Material provided START

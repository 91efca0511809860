//! Scripted transfer engine for driving the coordinator in tests.

use std::mem;
use std::path::Path;
use std::sync::{Arc, Mutex, MutexGuard};

use async_trait::async_trait;
use reqwest::Url;
use tokio::sync::mpsc;

use crate::error::{Error, Result};
use crate::transfer::{
    Attachment, EventSender, SessionId, TransferEngine, TransferEvent, TransferHandle,
};

#[derive(Default)]
struct Script {
    route: Option<EventSender>,
    attached: Vec<SessionId>,
    started: Vec<TransferHandle>,
    cancelled: Vec<TransferHandle>,
    running: Vec<TransferHandle>,
    buffered: Vec<TransferEvent>,
    refuse_next_start: bool,
    refuse_next_attach: bool,
}

/// Engine whose transfers only move when the test says so.
#[derive(Default)]
pub struct ScriptedEngine {
    script: Mutex<Script>,
}

impl ScriptedEngine {
    pub fn new() -> Arc<Self> {
        Arc::new(Self::default())
    }

    fn script(&self) -> MutexGuard<'_, Script> {
        self.script.lock().unwrap()
    }

    pub fn attached(&self) -> Vec<SessionId> {
        self.script().attached.clone()
    }

    pub fn started(&self) -> Vec<TransferHandle> {
        self.script().started.clone()
    }

    pub fn last_started(&self) -> TransferHandle {
        self.script().started.last().cloned().expect("a started transfer")
    }

    pub fn cancelled(&self) -> Vec<TransferHandle> {
        self.script().cancelled.clone()
    }

    pub fn refuse_next_start(&self) {
        self.script().refuse_next_start = true;
    }

    pub fn refuse_next_attach(&self) {
        self.script().refuse_next_attach = true;
    }

    /// Pretends a transfer is already running in the engine.
    pub fn adopt_running(&self, handle: TransferHandle) {
        self.script().running.push(handle);
    }

    /// Drops the event route as if the process had gone away.
    pub fn detach(&self) {
        self.script().route = None;
    }

    /// Queues a terminal event for the next attach.
    pub fn buffer(&self, event: TransferEvent) {
        let mut script = self.script();
        script.running.retain(|h| h != event.handle());
        script.buffered.push(event);
    }

    /// Sends an event to the attached coordinator.
    pub fn emit(&self, event: TransferEvent) {
        let mut script = self.script();
        if event.is_terminal() {
            script.running.retain(|h| h != event.handle());
        }
        script
            .route
            .as_ref()
            .expect("engine attached")
            .send(event)
            .expect("coordinator listening");
    }

    pub fn progress(&self, handle: &TransferHandle, written: u64, total: Option<u64>) {
        self.emit(TransferEvent::Progress {
            handle: handle.clone(),
            written,
            total,
        });
    }

    pub fn succeed(&self, handle: &TransferHandle, artifact: &Path) {
        self.emit(TransferEvent::Success {
            handle: handle.clone(),
            artifact: artifact.to_path_buf(),
        });
    }

    pub fn fail(&self, handle: &TransferHandle, error: &str) {
        self.emit(TransferEvent::Failure {
            handle: handle.clone(),
            error: error.to_string(),
        });
    }
}

#[async_trait]
impl TransferEngine for ScriptedEngine {
    async fn attach(&self, session: &SessionId) -> Result<Attachment> {
        let mut script = self.script();
        if mem::take(&mut script.refuse_next_attach) {
            return Err(Error::Transfer(format!("no such session {session}")));
        }
        let (tx, events) = mpsc::unbounded_channel();
        script.route = Some(tx);
        script.attached.push(session.clone());
        Ok(Attachment {
            events,
            in_flight: script.running.clone(),
            pending: mem::take(&mut script.buffered),
        })
    }

    async fn start(&self, source: &Url) -> Result<TransferHandle> {
        let mut script = self.script();
        if mem::take(&mut script.refuse_next_start) {
            return Err(Error::Transfer("engine refused".to_string()));
        }
        let handle = TransferHandle::new(source.clone());
        script.started.push(handle.clone());
        script.running.push(handle.clone());
        Ok(handle)
    }

    fn cancel(&self, handle: &TransferHandle) {
        let mut script = self.script();
        script.cancelled.push(handle.clone());
        if let Some(pos) = script.running.iter().position(|h| h == handle) {
            script.running.remove(pos);
            if let Some(route) = &script.route {
                let _ = route.send(TransferEvent::Failure {
                    handle: handle.clone(),
                    error: Error::Cancelled.to_string(),
                });
            }
        }
    }
}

Material provided END

■ Problem requirements
Write out again, exactly as they appear above, the lines from the one containing "script.running.remove(pos);" to the final line, and only those.

■ Answer to the exercise
            script.running.remove(pos);
            if let Some(route) = &script.route {
                let _ = route.send(TransferEvent::Failure {
                    handle: handle.clone(),
                    error: Error::Cancelled.to_string(),
                });
            }
        }
    }
}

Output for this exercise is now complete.